▶ **WORK REQUIRED**
Say how many lines below contain the word "match". The number is the entire reply.

▶ **DATA SUPPLIED**
"""

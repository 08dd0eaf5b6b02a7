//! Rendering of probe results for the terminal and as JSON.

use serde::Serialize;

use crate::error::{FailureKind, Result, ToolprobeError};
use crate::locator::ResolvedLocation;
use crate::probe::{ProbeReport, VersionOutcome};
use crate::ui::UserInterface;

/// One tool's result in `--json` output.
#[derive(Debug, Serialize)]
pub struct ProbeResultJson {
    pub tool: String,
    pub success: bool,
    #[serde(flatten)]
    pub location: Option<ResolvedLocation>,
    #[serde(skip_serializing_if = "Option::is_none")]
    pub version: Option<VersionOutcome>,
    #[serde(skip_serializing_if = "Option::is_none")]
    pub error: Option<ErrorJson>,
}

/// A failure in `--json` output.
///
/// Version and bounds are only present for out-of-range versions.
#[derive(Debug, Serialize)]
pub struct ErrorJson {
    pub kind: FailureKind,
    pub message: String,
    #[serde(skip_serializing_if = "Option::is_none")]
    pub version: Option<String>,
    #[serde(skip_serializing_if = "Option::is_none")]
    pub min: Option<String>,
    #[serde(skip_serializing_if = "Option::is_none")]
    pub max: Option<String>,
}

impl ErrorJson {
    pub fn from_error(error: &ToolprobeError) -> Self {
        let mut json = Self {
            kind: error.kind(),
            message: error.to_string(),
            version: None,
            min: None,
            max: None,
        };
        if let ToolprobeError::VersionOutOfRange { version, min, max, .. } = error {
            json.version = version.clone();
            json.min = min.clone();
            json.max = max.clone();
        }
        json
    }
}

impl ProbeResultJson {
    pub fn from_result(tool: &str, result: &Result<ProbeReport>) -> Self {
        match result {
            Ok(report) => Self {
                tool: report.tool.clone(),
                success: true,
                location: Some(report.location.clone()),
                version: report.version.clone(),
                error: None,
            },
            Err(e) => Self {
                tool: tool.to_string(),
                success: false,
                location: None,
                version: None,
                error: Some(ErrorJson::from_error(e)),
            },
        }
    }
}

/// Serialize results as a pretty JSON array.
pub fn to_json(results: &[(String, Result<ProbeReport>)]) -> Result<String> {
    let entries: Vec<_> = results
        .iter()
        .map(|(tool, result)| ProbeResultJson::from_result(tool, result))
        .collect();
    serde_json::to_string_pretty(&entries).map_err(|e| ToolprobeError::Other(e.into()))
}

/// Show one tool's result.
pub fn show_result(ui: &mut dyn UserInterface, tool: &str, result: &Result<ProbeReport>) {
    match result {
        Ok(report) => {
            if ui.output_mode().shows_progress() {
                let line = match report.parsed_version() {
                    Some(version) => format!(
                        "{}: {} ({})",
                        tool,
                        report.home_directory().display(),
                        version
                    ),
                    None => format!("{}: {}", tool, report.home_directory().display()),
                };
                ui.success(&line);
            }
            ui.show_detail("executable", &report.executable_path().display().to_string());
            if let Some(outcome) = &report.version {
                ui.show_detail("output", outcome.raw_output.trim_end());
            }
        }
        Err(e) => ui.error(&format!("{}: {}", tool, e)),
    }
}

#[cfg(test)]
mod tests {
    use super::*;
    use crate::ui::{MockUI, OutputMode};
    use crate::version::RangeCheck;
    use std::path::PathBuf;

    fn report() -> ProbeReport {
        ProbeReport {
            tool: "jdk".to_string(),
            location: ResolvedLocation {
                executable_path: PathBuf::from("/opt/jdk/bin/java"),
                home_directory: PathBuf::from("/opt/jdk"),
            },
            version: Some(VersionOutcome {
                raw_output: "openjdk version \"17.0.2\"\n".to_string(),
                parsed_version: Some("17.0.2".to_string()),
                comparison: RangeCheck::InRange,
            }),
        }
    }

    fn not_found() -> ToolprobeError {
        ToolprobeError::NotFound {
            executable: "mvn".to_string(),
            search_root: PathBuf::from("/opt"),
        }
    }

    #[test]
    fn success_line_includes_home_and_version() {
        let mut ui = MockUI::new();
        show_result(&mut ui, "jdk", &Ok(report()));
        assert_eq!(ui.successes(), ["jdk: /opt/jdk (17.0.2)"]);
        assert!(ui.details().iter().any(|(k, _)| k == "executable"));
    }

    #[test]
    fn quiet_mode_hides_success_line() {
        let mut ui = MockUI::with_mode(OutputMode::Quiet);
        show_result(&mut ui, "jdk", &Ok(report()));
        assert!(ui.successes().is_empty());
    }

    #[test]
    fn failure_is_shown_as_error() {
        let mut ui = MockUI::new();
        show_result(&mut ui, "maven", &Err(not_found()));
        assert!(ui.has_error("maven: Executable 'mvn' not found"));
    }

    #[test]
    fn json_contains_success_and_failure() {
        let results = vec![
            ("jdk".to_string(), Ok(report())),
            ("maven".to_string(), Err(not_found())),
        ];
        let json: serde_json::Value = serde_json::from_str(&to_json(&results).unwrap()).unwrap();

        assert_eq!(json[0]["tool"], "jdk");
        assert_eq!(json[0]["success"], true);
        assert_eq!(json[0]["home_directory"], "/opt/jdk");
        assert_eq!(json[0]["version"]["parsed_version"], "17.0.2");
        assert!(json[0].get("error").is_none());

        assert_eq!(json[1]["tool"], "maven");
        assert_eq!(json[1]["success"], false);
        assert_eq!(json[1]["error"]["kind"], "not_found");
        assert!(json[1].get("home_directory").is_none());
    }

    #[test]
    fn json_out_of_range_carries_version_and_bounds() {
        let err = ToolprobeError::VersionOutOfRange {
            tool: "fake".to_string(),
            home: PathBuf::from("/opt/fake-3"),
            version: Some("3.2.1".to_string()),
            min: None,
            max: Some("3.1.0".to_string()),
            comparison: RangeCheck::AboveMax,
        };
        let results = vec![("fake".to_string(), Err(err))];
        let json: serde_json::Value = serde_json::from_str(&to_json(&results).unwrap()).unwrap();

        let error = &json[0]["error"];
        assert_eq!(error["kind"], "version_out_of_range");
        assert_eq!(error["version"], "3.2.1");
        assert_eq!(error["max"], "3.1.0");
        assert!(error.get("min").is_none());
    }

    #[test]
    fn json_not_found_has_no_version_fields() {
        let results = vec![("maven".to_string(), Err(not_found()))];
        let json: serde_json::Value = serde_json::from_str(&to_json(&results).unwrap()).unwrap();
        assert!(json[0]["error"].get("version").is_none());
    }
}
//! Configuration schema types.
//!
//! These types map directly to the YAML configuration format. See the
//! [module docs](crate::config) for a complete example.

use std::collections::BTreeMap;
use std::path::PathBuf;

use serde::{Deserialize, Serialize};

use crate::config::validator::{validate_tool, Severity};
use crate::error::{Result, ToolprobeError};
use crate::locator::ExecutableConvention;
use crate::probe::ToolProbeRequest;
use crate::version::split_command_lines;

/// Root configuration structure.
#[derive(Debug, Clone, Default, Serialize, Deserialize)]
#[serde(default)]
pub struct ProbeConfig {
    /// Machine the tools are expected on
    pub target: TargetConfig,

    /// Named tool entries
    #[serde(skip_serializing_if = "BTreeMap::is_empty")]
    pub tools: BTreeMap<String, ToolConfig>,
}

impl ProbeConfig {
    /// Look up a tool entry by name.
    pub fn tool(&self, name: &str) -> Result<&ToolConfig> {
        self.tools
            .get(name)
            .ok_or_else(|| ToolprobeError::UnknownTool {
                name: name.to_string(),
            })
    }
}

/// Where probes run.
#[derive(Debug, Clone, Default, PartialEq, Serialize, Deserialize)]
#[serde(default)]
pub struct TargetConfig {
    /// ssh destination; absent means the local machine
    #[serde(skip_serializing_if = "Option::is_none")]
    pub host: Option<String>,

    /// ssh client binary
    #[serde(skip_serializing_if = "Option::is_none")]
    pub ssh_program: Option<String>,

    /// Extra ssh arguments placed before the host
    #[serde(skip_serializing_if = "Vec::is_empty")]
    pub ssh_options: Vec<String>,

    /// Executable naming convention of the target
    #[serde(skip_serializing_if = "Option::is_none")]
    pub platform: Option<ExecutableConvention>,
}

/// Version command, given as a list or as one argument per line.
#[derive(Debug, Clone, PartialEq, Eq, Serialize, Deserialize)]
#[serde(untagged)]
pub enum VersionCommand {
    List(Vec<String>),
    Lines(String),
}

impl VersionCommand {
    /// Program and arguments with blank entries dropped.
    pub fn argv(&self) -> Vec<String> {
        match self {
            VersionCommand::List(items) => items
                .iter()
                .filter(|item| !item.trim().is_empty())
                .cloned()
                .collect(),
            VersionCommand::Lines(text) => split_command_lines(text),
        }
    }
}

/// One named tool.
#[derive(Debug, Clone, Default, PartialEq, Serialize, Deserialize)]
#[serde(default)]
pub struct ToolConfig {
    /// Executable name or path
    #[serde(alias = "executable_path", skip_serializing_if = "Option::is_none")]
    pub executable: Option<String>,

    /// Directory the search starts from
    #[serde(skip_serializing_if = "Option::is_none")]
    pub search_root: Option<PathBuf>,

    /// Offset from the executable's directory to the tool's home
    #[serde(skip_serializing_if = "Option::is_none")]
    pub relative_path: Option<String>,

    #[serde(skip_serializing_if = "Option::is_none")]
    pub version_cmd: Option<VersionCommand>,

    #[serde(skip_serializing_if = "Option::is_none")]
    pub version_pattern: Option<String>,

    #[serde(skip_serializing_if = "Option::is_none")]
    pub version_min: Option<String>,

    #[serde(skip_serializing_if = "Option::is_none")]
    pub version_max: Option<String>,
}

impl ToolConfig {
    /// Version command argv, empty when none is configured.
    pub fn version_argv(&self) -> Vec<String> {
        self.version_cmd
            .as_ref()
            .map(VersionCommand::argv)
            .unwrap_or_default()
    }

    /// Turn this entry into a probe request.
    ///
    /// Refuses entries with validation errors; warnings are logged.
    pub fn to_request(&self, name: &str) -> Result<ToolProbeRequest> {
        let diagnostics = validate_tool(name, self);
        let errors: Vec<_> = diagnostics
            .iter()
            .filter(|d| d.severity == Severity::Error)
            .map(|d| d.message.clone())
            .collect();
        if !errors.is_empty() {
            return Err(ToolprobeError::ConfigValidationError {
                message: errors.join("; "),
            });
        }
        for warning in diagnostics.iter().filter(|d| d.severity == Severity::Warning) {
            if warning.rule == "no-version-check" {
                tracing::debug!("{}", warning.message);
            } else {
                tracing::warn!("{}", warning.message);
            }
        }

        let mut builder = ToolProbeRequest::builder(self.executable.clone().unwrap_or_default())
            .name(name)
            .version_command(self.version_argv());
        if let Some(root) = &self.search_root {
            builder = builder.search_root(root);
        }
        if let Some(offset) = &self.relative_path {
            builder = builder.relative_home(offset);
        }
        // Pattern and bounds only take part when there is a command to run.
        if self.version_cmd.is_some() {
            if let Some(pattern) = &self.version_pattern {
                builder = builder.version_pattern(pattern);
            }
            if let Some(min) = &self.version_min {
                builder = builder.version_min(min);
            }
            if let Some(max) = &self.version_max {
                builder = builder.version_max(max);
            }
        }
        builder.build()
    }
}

"""

▶ **TASK RESPONSE**
4